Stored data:

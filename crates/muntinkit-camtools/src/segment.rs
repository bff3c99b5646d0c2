//! Segment length calculation
//!
//! Combines a bar axis with the boundary lines at each end into the
//! production cut length:
//!
//! `final = max(0, axis_length + correction_start + correction_end - clearance_start - clearance_end)`
//!
//! where the correction at each end is `(face_width / 2) / tan(angle)` for a
//! non-square miter and zero for near-parallel (< 1°) or square (≥ 89.9°)
//! joints.

use crate::boundary::Boundary;
use muntinkit_core::{angle_between, distance, Bar, Line, Point};
use serde::{Deserialize, Serialize};

/// Below this angle the joint is treated as degenerate (no correction)
pub const MIN_CORRECTION_ANGLE: f64 = 1.0;

/// From this angle on the joint is a square cut (no correction)
pub const SQUARE_CUT_ANGLE: f64 = 89.9;

/// Cut geometry for one bar
#[derive(Debug, Clone, Copy, PartialEq, Serialize, Deserialize)]
pub struct CutResult {
    /// Production length, never negative
    pub final_length: f64,
    pub start_angle: f64,
    pub end_angle: f64,
    /// Axis/boundary intersection at the start (diagnostics only)
    pub trimmed_start: Point,
    /// Axis/boundary intersection at the end (diagnostics only)
    pub trimmed_end: Point,
}

/// Extra axial length needed for the outer corner to reach the boundary
pub fn miter_correction(face_width: f64, angle_deg: f64) -> f64 {
    if !(MIN_CORRECTION_ANGLE..SQUARE_CUT_ANGLE).contains(&angle_deg) {
        return 0.0;
    }
    (face_width / 2.0) / angle_deg.to_radians().tan()
}

/// Compute the cut for `bar` trimmed by two boundary lines.
///
/// A boundary parallel to the axis falls back to the bar's own endpoint.
pub fn calculate_segment(
    bar: &Bar,
    start_boundary: &Line,
    end_boundary: &Line,
    clearance_start: f64,
    clearance_end: f64,
) -> CutResult {
    let axis = bar.axis();
    let trimmed_start = axis.intersection(start_boundary).unwrap_or(bar.start);
    let trimmed_end = axis.intersection(end_boundary).unwrap_or(bar.end);
    let axis_length = distance(trimmed_start, trimmed_end);

    let start_angle = angle_between(&axis, start_boundary);
    let end_angle = angle_between(&axis, end_boundary);

    let correction_start = miter_correction(bar.face_width, start_angle);
    let correction_end = miter_correction(bar.face_width, end_angle);

    let final_length = (axis_length + correction_start + correction_end
        - clearance_start
        - clearance_end)
        .max(0.0);

    CutResult {
        final_length,
        start_angle,
        end_angle,
        trimmed_start,
        trimmed_end,
    }
}

/// [`calculate_segment`] driven by resolved boundaries
pub fn calculate_with_boundaries(bar: &Bar, start: &Boundary, end: &Boundary) -> CutResult {
    calculate_segment(bar, &start.line, &end.line, start.clearance, end.clearance)
}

**What you are asked to do**
Every line above needs to be repeated exactly as shown.

**Expected answer**
filename crates/muntinkit-camtools/src/segment.rs
repository bff3c99b5646d0c2
//! Segment length calculation
//!
//! Combines a bar axis with the boundary lines at each end into the
//! production cut length:
//!
//! `final = max(0, axis_length + correction_start + correction_end - clearance_start - clearance_end)`
//!
//! where the correction at each end is `(face_width / 2) / tan(angle)` for a
//! non-square miter and zero for near-parallel (< 1°) or square (≥ 89.9°)
//! joints.

use crate::boundary::Boundary;
use muntinkit_core::{angle_between, distance, Bar, Line, Point};
use serde::{Deserialize, Serialize};

/// Below this angle the joint is treated as degenerate (no correction)
pub const MIN_CORRECTION_ANGLE: f64 = 1.0;

/// From this angle on the joint is a square cut (no correction)
pub const SQUARE_CUT_ANGLE: f64 = 89.9;

/// Cut geometry for one bar
#[derive(Debug, Clone, Copy, PartialEq, Serialize, Deserialize)]
pub struct CutResult {
    /// Production length, never negative
    pub final_length: f64,
    pub start_angle: f64,
    pub end_angle: f64,
    /// Axis/boundary intersection at the start (diagnostics only)
    pub trimmed_start: Point,
    /// Axis/boundary intersection at the end (diagnostics only)
    pub trimmed_end: Point,
}

/// Extra axial length needed for the outer corner to reach the boundary
pub fn miter_correction(face_width: f64, angle_deg: f64) -> f64 {
    if !(MIN_CORRECTION_ANGLE..SQUARE_CUT_ANGLE).contains(&angle_deg) {
        return 0.0;
    }
    (face_width / 2.0) / angle_deg.to_radians().tan()
}

/// Compute the cut for `bar` trimmed by two boundary lines.
///
/// A boundary parallel to the axis falls back to the bar's own endpoint.
pub fn calculate_segment(
    bar: &Bar,
    start_boundary: &Line,
    end_boundary: &Line,
    clearance_start: f64,
    clearance_end: f64,
) -> CutResult {
    let axis = bar.axis();
    let trimmed_start = axis.intersection(start_boundary).unwrap_or(bar.start);
    let trimmed_end = axis.intersection(end_boundary).unwrap_or(bar.end);
    let axis_length = distance(trimmed_start, trimmed_end);

    let start_angle = angle_between(&axis, start_boundary);
    let end_angle = angle_between(&axis, end_boundary);

    let correction_start = miter_correction(bar.face_width, start_angle);
    let correction_end = miter_correction(bar.face_width, end_angle);

    let final_length = (axis_length + correction_start + correction_end
        - clearance_start
        - clearance_end)
        .max(0.0);

    CutResult {
        final_length,
        start_angle,
        end_angle,
        trimmed_start,
        trimmed_end,
    }
}

/// [`calculate_segment`] driven by resolved boundaries
pub fn calculate_with_boundaries(bar: &Bar, start: &Boundary, end: &Boundary) -> CutResult {
    calculate_segment(bar, &start.line, &end.line, start.clearance, end.clearance)
}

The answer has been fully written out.